━━━ DATA RECORDS ━━━

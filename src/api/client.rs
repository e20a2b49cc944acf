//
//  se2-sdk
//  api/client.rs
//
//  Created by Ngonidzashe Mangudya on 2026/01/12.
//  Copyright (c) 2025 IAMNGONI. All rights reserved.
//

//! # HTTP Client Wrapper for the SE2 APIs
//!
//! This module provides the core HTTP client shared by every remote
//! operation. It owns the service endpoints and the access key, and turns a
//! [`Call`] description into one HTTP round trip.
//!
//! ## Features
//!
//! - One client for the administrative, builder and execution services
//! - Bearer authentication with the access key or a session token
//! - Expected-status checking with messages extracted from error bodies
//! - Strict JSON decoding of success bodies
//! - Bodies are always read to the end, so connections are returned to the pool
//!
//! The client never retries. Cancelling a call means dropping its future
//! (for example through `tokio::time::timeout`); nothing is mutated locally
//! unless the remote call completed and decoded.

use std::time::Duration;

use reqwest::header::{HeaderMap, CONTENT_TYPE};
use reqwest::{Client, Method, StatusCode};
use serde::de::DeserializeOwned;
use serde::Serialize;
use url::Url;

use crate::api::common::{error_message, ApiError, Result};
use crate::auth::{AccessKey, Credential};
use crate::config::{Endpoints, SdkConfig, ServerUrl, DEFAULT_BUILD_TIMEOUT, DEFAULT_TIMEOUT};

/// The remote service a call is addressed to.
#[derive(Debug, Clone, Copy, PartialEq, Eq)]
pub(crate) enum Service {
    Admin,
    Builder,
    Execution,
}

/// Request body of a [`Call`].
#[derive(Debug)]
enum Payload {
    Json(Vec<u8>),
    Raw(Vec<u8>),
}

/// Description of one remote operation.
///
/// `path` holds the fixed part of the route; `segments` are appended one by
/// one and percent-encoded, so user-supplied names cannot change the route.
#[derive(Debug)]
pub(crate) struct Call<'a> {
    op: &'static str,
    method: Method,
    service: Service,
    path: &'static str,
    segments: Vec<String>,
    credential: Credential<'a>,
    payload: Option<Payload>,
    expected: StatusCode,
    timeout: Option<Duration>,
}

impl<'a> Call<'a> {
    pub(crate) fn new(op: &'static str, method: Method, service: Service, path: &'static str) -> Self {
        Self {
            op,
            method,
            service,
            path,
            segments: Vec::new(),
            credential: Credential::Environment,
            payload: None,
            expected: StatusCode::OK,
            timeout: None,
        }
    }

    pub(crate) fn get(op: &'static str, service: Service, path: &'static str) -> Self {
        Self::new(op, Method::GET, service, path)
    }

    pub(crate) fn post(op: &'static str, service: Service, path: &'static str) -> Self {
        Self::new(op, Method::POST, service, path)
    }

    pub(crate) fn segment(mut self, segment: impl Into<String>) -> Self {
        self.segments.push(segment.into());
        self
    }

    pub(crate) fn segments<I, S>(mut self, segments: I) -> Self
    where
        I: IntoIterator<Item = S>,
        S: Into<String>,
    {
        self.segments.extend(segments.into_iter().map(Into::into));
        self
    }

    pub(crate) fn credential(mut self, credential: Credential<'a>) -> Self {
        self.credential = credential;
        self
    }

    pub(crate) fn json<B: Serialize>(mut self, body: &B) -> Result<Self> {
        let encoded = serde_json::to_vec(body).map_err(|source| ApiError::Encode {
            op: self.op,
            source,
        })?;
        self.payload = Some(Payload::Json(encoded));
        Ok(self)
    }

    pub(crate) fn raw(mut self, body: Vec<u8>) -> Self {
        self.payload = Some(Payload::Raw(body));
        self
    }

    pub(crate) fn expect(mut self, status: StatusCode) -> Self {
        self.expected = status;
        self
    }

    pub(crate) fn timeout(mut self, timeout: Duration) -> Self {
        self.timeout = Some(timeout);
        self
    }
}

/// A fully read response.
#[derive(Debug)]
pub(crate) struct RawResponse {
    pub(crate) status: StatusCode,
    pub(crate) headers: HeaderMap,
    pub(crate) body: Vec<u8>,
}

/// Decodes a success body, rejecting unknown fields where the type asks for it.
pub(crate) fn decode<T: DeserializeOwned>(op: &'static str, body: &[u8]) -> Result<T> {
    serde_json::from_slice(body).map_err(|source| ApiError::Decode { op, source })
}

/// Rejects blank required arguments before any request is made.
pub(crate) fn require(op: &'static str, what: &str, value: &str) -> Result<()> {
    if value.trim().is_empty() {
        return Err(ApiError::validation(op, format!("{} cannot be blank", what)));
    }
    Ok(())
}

━━━
━━━ DATA RECORDS ━━━

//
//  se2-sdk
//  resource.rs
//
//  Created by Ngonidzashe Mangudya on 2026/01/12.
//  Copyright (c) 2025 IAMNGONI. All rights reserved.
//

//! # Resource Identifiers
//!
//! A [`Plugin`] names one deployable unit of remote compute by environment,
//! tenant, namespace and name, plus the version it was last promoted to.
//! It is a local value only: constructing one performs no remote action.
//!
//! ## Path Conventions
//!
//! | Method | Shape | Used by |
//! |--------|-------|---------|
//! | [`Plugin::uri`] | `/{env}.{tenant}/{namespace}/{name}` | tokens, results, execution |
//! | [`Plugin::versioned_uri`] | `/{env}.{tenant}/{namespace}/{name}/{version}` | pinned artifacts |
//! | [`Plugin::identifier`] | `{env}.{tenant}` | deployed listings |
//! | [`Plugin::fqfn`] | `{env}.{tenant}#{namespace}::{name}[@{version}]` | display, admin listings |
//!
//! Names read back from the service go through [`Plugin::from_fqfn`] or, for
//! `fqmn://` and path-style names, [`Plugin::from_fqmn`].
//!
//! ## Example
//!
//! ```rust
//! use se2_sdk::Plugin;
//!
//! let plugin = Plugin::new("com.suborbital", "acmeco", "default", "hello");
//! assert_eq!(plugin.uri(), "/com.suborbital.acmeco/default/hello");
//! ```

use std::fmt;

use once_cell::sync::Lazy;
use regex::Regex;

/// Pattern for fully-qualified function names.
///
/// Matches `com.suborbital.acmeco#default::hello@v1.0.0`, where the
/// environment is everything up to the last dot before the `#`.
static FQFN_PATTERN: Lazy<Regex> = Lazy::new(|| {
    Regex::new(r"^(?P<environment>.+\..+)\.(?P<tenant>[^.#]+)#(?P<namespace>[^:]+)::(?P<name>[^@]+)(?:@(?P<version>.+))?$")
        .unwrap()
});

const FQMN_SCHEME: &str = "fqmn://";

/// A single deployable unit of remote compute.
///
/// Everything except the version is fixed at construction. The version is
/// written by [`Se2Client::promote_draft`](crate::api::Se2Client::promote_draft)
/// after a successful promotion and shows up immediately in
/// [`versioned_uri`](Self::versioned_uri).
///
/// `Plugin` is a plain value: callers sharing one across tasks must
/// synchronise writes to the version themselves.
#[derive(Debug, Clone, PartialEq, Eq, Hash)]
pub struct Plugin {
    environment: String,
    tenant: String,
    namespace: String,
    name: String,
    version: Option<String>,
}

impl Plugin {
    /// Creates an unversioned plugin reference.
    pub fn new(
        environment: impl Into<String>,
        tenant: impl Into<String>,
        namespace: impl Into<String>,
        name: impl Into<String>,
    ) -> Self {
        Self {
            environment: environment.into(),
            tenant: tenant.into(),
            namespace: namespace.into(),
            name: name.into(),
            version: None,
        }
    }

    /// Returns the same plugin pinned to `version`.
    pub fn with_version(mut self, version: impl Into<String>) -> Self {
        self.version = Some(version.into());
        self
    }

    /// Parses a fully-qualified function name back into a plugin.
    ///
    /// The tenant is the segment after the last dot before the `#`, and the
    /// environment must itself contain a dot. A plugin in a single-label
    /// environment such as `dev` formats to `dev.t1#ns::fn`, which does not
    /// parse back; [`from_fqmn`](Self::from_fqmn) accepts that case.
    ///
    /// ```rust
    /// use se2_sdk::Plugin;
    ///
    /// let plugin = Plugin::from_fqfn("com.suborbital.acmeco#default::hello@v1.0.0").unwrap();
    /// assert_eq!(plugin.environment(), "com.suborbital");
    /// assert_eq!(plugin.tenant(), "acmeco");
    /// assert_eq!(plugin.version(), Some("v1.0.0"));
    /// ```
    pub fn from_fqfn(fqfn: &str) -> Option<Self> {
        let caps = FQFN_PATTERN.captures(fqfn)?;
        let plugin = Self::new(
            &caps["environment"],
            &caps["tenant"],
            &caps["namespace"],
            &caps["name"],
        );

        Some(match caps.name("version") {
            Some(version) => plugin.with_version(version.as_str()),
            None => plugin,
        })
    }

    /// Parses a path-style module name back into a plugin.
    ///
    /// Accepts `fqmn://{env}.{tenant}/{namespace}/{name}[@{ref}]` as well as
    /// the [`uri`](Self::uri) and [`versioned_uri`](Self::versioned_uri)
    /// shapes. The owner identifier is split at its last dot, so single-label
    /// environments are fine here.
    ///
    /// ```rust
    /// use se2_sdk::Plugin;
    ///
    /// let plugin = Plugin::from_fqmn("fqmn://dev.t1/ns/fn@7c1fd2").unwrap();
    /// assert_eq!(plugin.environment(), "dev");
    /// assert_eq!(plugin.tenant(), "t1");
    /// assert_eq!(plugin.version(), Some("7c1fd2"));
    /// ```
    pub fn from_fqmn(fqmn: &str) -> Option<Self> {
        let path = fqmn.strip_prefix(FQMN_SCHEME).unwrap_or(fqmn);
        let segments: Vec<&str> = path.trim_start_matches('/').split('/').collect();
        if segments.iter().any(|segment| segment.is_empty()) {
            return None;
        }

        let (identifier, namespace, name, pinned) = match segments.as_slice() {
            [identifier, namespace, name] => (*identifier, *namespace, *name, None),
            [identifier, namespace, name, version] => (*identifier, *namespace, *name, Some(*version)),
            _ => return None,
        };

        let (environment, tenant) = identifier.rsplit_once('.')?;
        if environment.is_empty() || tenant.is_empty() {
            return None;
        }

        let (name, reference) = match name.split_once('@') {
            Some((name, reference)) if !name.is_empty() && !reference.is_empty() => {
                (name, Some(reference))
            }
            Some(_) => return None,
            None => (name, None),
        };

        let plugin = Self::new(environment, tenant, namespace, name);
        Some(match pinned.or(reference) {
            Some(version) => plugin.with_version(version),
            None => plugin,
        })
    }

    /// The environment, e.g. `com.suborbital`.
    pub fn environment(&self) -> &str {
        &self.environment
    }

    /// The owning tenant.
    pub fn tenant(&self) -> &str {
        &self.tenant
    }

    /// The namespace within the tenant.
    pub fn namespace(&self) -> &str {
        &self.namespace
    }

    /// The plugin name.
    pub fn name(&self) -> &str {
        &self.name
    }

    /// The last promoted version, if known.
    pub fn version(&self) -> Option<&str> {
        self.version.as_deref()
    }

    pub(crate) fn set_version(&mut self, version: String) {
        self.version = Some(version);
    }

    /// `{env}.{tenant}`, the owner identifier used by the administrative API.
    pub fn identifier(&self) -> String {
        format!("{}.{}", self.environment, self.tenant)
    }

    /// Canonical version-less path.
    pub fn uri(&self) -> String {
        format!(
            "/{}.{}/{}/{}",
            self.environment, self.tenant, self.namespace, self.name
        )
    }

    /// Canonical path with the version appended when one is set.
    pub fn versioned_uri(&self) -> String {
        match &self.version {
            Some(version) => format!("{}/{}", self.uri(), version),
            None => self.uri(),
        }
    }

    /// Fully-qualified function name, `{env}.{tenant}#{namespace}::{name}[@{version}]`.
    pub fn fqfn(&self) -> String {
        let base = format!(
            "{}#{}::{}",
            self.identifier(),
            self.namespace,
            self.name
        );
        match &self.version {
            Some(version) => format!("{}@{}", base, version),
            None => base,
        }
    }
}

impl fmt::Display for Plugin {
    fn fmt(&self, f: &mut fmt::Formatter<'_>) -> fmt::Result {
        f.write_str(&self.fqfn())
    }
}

━━━

WHAT THE TASK ASKS: Locate the lines above that hold the word "administrative". Show every one of them.

ANSWER TO THE PROBLEM:
//! - One client for the administrative, builder and execution services
    /// `{env}.{tenant}`, the owner identifier used by the administrative API.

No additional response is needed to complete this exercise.